Digital natives as much as any young person in Istanbul or Los Angeles, they are doing more than shaping what’s cool in Afghanistan. Over Instagram, TikTok, YouTube and Facebook, these influencers are proving they are more than the “post 9/11” generation, as they’ve been labeled for 20 years. Afghanistan is what they make of it.
Mixing traditional and streetwear styles, they blast Travis Scott, Rihanna, Nina Simone, and Afghan musicians like Ahmad Zahir. They post selfies in front of Kabul’s graffiti walls and carefully timed videos of the Turkish chef putting on an elaborate show in the city’s new high-end steakhouse. They make Tik-Toks of Megan Thee Stallion’ Savage challenge and redub Bollywood clips to poke fun at their own country.

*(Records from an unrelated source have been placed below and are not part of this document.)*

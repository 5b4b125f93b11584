//! Canonical query requests
//!
//! Turns a binding spec plus run-level overrides into the fully-resolved,
//! hashable representation of "what to fetch". Precedence is fixed: the
//! spec's own keyword overrides first, then `filter_overwrites`, then the
//! single run-level filter/value pair last, so an operator can steer a run
//! without editing the deck.

use std::collections::BTreeMap;

use serde::{Deserialize, Serialize};
use serde_json::Value;
use sha2::{Digest, Sha256};
use tracing::{debug, info, warn};

use crate::binding::BindingSpec;

/// The base query carried by an upstream look
#[derive(Debug, Clone, PartialEq, Serialize, Deserialize, Default)]
pub struct WriteQuery {
    pub model: String,
    pub view: String,
    #[serde(default, skip_serializing_if = "Option::is_none")]
    pub fields: Option<Vec<String>>,
    #[serde(default, skip_serializing_if = "Option::is_none")]
    pub pivots: Option<Vec<String>>,
    #[serde(default, skip_serializing_if = "Option::is_none")]
    pub fill_fields: Option<Vec<String>>,
    #[serde(default, skip_serializing_if = "Option::is_none")]
    pub filters: Option<BTreeMap<String, String>>,
    #[serde(default, skip_serializing_if = "Option::is_none")]
    pub sorts: Option<Vec<String>>,
    #[serde(default, skip_serializing_if = "Option::is_none")]
    pub limit: Option<String>,
    #[serde(default, skip_serializing_if = "Option::is_none")]
    pub column_limit: Option<String>,
    #[serde(default, skip_serializing_if = "Option::is_none")]
    pub total: Option<bool>,
    #[serde(default, skip_serializing_if = "Option::is_none")]
    pub row_total: Option<String>,
    #[serde(default, skip_serializing_if = "Option::is_none")]
    pub subtotals: Option<Vec<String>>,
    #[serde(default, skip_serializing_if = "Option::is_none")]
    pub dynamic_fields: Option<String>,
    #[serde(default, skip_serializing_if = "Option::is_none")]
    pub query_timezone: Option<String>,
    #[serde(default, skip_serializing_if = "Option::is_none")]
    pub vis_config: Option<BTreeMap<String, Value>>,
    #[serde(default, skip_serializing_if = "Option::is_none")]
    pub visible_ui_sections: Option<String>,
}

/// An upstream look: an id plus the base query it carries
#[derive(Debug, Clone, Serialize, Deserialize)]
pub struct Look {
    pub id: String,
    #[serde(default, skip_serializing_if = "Option::is_none")]
    pub title: Option<String>,
    pub query: WriteQuery,
}

/// Fully-resolved fetch: query body plus execution flags.
///
/// Two specs that resolve to structurally identical requests are one fetch;
/// [`QueryRequest::identity`] is the grouping key.
#[derive(Debug, Clone, PartialEq, Serialize)]
pub struct QueryRequest {
    pub body: WriteQuery,
    pub result_format: String,
    pub apply_vis: bool,
    pub apply_formatting: bool,
    pub server_table_calcs: bool,
    #[serde(skip_serializing_if = "Option::is_none")]
    pub image_width: Option<u32>,
    #[serde(skip_serializing_if = "Option::is_none")]
    pub image_height: Option<u32>,
}

impl QueryRequest {
    /// Order-independent structural identity: canonical sorted-key JSON,
    /// then SHA-256. Maps are `BTreeMap`s, so the serialized form is
    /// already canonical.
    pub fn identity(&self) -> String {
        let canonical =
            serde_json::to_string(self).expect("query request serialization is infallible");
        let mut hasher = Sha256::new();
        hasher.update(canonical.as_bytes());
        format!("{:x}", hasher.finalize())
    }
}

/// Resolve a binding spec against its look's base query.
///
/// Merge order: (1) spec keyword overrides, (2) `filter_overwrites`,
/// (3) the run-level filter/value pair. A filter name missing from the
/// base query is logged and skipped, never an error.
pub fn build_request(
    spec: &BindingSpec,
    look: &Look,
    run_filter_value: Option<&str>,
) -> QueryRequest {
    let mut q = look.query.clone();

    for (name, value) in &spec.query_overrides {
        apply_override(&mut q, name, value);
    }

    for (field, value) in &spec.filter_overwrites {
        info!("overwriting filter {field} with value {value}");
        set_filter_if_known(&mut q, field, value);
    }

    if let (Some(field), Some(value)) = (spec.filter.as_deref(), run_filter_value) {
        info!("applying run-level filter {field} with value {value}");
        set_filter_if_known(&mut q, field, value);
    }

    QueryRequest {
        body: q,
        result_format: spec.result_format().to_string(),
        apply_vis: spec.apply_vis(),
        apply_formatting: spec.apply_formatting(),
        server_table_calcs: spec.server_table_calcs(),
        image_width: spec.wants_image().then_some(spec.image_width).flatten(),
        image_height: spec.wants_image().then_some(spec.image_height).flatten(),
    }
}

/// A filter may only be set when the base query already declares it;
/// anything else is a warn-and-skip no-op.
fn set_filter_if_known(q: &mut WriteQuery, field: &str, value: &str) {
    let filterable = q
        .filters
        .as_ref()
        .map(|m| m.contains_key(field))
        .unwrap_or(false);
    if filterable {
        q.filters
            .as_mut()
            .expect("checked above")
            .insert(field.to_string(), value.to_string());
    } else {
        warn!(
            "filter {field} not found in query filters; available: {:?}",
            q.filters.as_ref().map(|m| m.keys().collect::<Vec<_>>())
        );
    }
}

/// Apply one keyword override from the spec onto a base-query field.
/// List-valued fields append, scalar fields replace; names the query does
/// not recognize are ignored.
fn apply_override(q: &mut WriteQuery, name: &str, value: &Value) {
    match name {
        "fields" => append_list(&mut q.fields, value),
        "pivots" => append_list(&mut q.pivots, value),
        "fill_fields" => append_list(&mut q.fill_fields, value),
        "sorts" => append_list(&mut q.sorts, value),
        "subtotals" => append_list(&mut q.subtotals, value),
        "model" => replace_string(&mut q.model, value),
        "view" => replace_string(&mut q.view, value),
        "limit" => q.limit = scalar_string(value),
        "column_limit" => q.column_limit = scalar_string(value),
        "row_total" => q.row_total = scalar_string(value),
        "dynamic_fields" => q.dynamic_fields = scalar_string(value),
        "query_timezone" => q.query_timezone = scalar_string(value),
        "visible_ui_sections" => q.visible_ui_sections = scalar_string(value),
        "total" => {
            if let Value::Bool(b) = value {
                q.total = Some(*b);
            }
        }
        "filters" => {
            if let Value::Object(map) = value {
                let converted: BTreeMap<String, String> = map
                    .iter()
                    .filter_map(|(k, v)| scalar_string(v).map(|s| (k.clone(), s)))
                    .collect();
                q.filters = Some(converted);
            }
        }
        "vis_config" => {
            if let Value::Object(map) = value {
                q.vis_config = Some(map.clone().into_iter().collect());
            }
        }
        _ => debug!("ignoring unknown query override '{name}'"),
    }
}

fn append_list(target: &mut Option<Vec<String>>, value: &Value) {
    let additions: Vec<String> = match value {
        Value::Array(items) => items.iter().filter_map(scalar_string).collect(),
        other => scalar_string(other).into_iter().collect(),
    };
    if additions.is_empty() {
        return;
    }
    target.get_or_insert_with(Vec::new).extend(additions);
}

fn replace_string(target: &mut String, value: &Value) {
    if let Some(s) = scalar_string(value) {
        *target = s;
    }
}

fn scalar_string(value: &Value) -> Option<String> {
    match value {
        Value::String(s) => Some(s.clone()),
        Value::Number(n) => Some(n.to_string()),
        Value::Bool(b) => Some(b.to_string()),
        _ => None,
    }
}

Meet Afghanistan’s fearless Gen Z influencers, who are blowing up on TikTok and have more Instagram followers than the president
By broadcasting to the public, these influencers are taking real risks, but also reaping big rewards. In Afghanistan, they’ve earned reputations as tastemakers who are sought out by savvy business owners for their marketing power. They work out for free at Kabul’s flashy new high-tech gym. But in a country still at war, safety is a serious concern. Recently, there has been a pattern of targeted killings aimed at the nation’s journalists, rights workers, politicians and other influential figures. No influencer has been targeted so far, but it’s a threat that’s never far from their minds.
Ayeda Shadab is one of Afghanistan’s social media stars.
The 26-year-old posts several times a day, and she has more followers on Instagram than the country’s president, Ashraf Ghani. She models the dresses for sale in her luxury Kabul boutique and shares glossy selfies from her trips around the country. Her devoted followers flood the comments with style questions and words of encouragement.
“Our intention is to show people the possibilities, that they can live life as they want,” she told Insider. “There is always fear in your heart, that’s just part of living in Afghanistan. But we have to stand up and live our lives.”
On a recent trip to Herat, the historic city in western Afghanistan best known for its ancient Citadel, Shadab documented her every move, excited to find fresh content for her 230,000-plus Instagram followers and her nearly 390,000 followers on TikTok.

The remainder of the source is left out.